== Directions ==
Search string "TransformConfig": state how many lines in the material below contain it, and nothing else.

== Source information ==

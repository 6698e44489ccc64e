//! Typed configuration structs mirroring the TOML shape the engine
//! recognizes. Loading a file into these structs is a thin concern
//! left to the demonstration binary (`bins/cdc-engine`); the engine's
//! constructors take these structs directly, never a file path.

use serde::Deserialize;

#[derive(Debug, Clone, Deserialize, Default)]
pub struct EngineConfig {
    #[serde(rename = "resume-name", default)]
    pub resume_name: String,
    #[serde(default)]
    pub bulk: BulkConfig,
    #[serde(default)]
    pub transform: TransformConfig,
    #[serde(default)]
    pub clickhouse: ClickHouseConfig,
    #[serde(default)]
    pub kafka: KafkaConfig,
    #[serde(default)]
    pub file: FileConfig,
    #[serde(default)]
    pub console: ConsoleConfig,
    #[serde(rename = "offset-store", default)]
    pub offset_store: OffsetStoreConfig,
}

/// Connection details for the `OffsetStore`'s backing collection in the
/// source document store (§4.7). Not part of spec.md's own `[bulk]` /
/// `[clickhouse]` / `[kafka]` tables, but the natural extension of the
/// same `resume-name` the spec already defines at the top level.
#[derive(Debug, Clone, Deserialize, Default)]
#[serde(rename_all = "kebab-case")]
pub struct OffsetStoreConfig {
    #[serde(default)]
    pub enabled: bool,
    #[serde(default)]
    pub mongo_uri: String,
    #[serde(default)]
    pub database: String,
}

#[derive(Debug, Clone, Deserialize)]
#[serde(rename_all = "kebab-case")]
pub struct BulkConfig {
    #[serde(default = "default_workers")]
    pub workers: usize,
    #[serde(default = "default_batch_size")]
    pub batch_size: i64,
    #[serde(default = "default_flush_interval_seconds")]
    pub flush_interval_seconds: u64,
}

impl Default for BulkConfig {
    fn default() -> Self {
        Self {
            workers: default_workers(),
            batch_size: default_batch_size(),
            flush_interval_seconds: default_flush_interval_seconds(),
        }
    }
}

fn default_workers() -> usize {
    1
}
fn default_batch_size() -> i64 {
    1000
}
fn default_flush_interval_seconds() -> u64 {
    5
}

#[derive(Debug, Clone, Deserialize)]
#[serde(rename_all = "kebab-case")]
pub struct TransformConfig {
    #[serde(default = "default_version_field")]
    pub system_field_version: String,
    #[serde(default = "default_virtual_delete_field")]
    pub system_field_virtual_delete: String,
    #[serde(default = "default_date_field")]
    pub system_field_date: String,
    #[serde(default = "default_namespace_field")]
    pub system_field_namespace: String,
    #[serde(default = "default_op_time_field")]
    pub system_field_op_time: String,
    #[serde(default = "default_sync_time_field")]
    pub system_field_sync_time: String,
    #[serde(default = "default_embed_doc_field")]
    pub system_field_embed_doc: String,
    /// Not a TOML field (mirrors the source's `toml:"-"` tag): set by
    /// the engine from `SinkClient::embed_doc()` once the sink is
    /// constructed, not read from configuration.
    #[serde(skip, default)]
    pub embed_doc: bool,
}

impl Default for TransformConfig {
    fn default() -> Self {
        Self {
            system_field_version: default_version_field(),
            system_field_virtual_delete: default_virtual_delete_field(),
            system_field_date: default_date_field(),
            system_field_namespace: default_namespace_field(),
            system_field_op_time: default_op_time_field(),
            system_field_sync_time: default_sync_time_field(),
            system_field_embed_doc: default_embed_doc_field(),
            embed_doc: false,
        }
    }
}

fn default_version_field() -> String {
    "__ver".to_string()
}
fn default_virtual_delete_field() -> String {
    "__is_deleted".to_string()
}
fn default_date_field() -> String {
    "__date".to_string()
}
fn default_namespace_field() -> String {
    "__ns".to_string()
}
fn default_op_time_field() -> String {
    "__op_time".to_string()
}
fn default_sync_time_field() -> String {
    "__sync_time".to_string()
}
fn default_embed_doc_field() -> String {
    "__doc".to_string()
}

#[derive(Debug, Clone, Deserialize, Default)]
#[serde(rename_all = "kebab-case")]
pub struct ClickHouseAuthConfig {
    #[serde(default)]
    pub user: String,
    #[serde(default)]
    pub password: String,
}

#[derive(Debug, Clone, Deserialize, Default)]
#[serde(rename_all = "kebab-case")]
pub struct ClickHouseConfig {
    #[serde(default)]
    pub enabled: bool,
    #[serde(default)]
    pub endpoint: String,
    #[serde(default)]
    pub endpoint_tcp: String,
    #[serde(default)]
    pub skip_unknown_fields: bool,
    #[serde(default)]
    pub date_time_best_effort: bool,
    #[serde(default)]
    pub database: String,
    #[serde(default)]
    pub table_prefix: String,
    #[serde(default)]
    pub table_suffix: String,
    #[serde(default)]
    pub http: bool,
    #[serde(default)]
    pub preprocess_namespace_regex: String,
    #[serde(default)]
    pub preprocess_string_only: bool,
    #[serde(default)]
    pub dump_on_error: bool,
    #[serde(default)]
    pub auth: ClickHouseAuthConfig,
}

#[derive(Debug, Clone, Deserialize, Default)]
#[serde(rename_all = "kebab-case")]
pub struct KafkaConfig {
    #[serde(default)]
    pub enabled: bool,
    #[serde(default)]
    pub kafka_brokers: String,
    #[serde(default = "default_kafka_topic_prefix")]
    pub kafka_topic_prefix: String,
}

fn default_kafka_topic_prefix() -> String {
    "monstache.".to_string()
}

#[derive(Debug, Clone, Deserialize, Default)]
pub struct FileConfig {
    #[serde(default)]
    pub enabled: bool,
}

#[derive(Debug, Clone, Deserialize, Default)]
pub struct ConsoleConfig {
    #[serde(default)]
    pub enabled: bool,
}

== Final answer ==
3